//! Expression parsers for CASE.
//!
//! Precedence climbing over the binary operator table, with a ternary at the
//! top and postfix chains (call, index, member) over primaries.

use case_common::token::{Token, TokenKind};

use crate::ast::{Node, NodeKind};
use crate::error::ParseError;
use crate::Parser;

/// Binary operator precedence, lowest (1) to highest (6).
fn binary_precedence(op: &str) -> Option<u8> {
    match op {
        "||" => Some(1),
        "&&" => Some(2),
        "==" | "!=" => Some(3),
        "<" | ">" | "<=" | ">=" => Some(4),
        "+" | "-" => Some(5),
        "*" | "/" | "%" => Some(6),
        _ => None,
    }
}

/// Whether a token can begin an expression.
pub(crate) fn starts_expression(tok: &Token) -> bool {
    match tok.kind {
        TokenKind::Number | TokenKind::Str | TokenKind::Ident => true,
        TokenKind::Keyword => matches!(tok.text.as_str(), "true" | "false"),
        TokenKind::Symbol => matches!(tok.text.as_str(), "(" | "-" | "!"),
        _ => false,
    }
}

/// Full expression: binary chain with an optional top-level ternary.
pub(crate) fn parse_expression(p: &mut Parser) -> Result<Node, ParseError> {
    let cond = parse_binary(p, 1)?;
    if p.at_symbol("?") {
        let line = p.bump().line;
        let then = parse_expression(p)?;
        p.expect_symbol(":")?;
        let alt = parse_expression(p)?;
        return Ok(Node::with_children(
            NodeKind::Ternary,
            "",
            line,
            vec![cond, then, alt],
        ));
    }
    Ok(cond)
}

fn parse_binary(p: &mut Parser, min_prec: u8) -> Result<Node, ParseError> {
    let mut lhs = parse_unary(p)?;
    loop {
        let tok = p.current();
        if tok.kind != TokenKind::Symbol {
            break;
        }
        let Some(prec) = binary_precedence(&tok.text) else {
            break;
        };
        if prec < min_prec {
            break;
        }
        let op = p.bump();
        let rhs = parse_binary(p, prec + 1)?;
        lhs = Node::with_children(NodeKind::Binary, op.text, op.line, vec![lhs, rhs]);
    }
    Ok(lhs)
}

fn parse_unary(p: &mut Parser) -> Result<Node, ParseError> {
    if p.at_symbol("!") || p.at_symbol("-") {
        let op = p.bump();
        let operand = parse_unary(p)?;
        return Ok(Node::with_children(
            NodeKind::Unary,
            op.text,
            op.line,
            vec![operand],
        ));
    }
    parse_postfix(p)
}

fn parse_postfix(p: &mut Parser) -> Result<Node, ParseError> {
    let mut node = parse_primary(p)?;
    loop {
        if p.at_symbol("(") {
            let line = p.bump().line;
            let mut call = Node::new(NodeKind::CallExpr, "", line);
            call.children.push(node);
            while !p.at_symbol(")") {
                call.children.push(parse_expression(p)?);
                if !p.eat_symbol(",") {
                    break;
                }
            }
            p.expect_symbol(")")?;
            node = call;
        } else if p.at_symbol("[") {
            let line = p.bump().line;
            let index = parse_expression(p)?;
            p.expect_symbol("]")?;
            node = Node::with_children(NodeKind::Index, "", line, vec![node, index]);
        } else if p.at_symbol(".") {
            p.bump();
            let name = p.expect_ident("member name")?;
            node = Node::with_children(NodeKind::Member, name.text, name.line, vec![node]);
        } else {
            break;
        }
    }
    Ok(node)
}

fn parse_primary(p: &mut Parser) -> Result<Node, ParseError> {
    let tok = p.current();
    match tok.kind {
        TokenKind::Number => {
            let tok = p.bump();
            Ok(Node::new(NodeKind::Number, tok.text, tok.line))
        }
        TokenKind::Str => {
            let tok = p.bump();
            Ok(Node::new(NodeKind::Str, tok.text, tok.line))
        }
        TokenKind::Ident => {
            let tok = p.bump();
            Ok(Node::new(NodeKind::Ident, tok.text, tok.line))
        }
        TokenKind::Keyword if tok.text == "true" => {
            let tok = p.bump();
            Ok(Node::new(NodeKind::Number, "1", tok.line))
        }
        TokenKind::Keyword if tok.text == "false" => {
            let tok = p.bump();
            Ok(Node::new(NodeKind::Number, "0", tok.line))
        }
        TokenKind::Symbol if tok.text == "(" => {
            p.bump();
            let inner = parse_expression(p)?;
            p.expect_symbol(")")?;
            Ok(inner)
        }
        _ => Err(p.invalid_expression()),
    }
}

/// An assignment target: an identifier with optional `.member` and `[index]`
/// postfix steps. Calls are not valid targets.
pub(crate) fn parse_postfix_target(p: &mut Parser) -> Result<Node, ParseError> {
    let name = p.expect_ident("assignment target")?;
    let mut node = Node::new(NodeKind::Ident, name.text, name.line);
    loop {
        if p.at_symbol("[") {
            let line = p.bump().line;
            let index = parse_expression(p)?;
            p.expect_symbol("]")?;
            node = Node::with_children(NodeKind::Index, "", line, vec![node, index]);
        } else if p.at_symbol(".") {
            p.bump();
            let member = p.expect_ident("member name")?;
            node = Node::with_children(NodeKind::Member, member.text, member.line, vec![node]);
        } else {
            break;
        }
    }
    Ok(node)
}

#### [PROBLEM]
In how many lines of the material above does the word "name" occur? Give the number and no other text.

#### [EXERCISE ANSWER]
5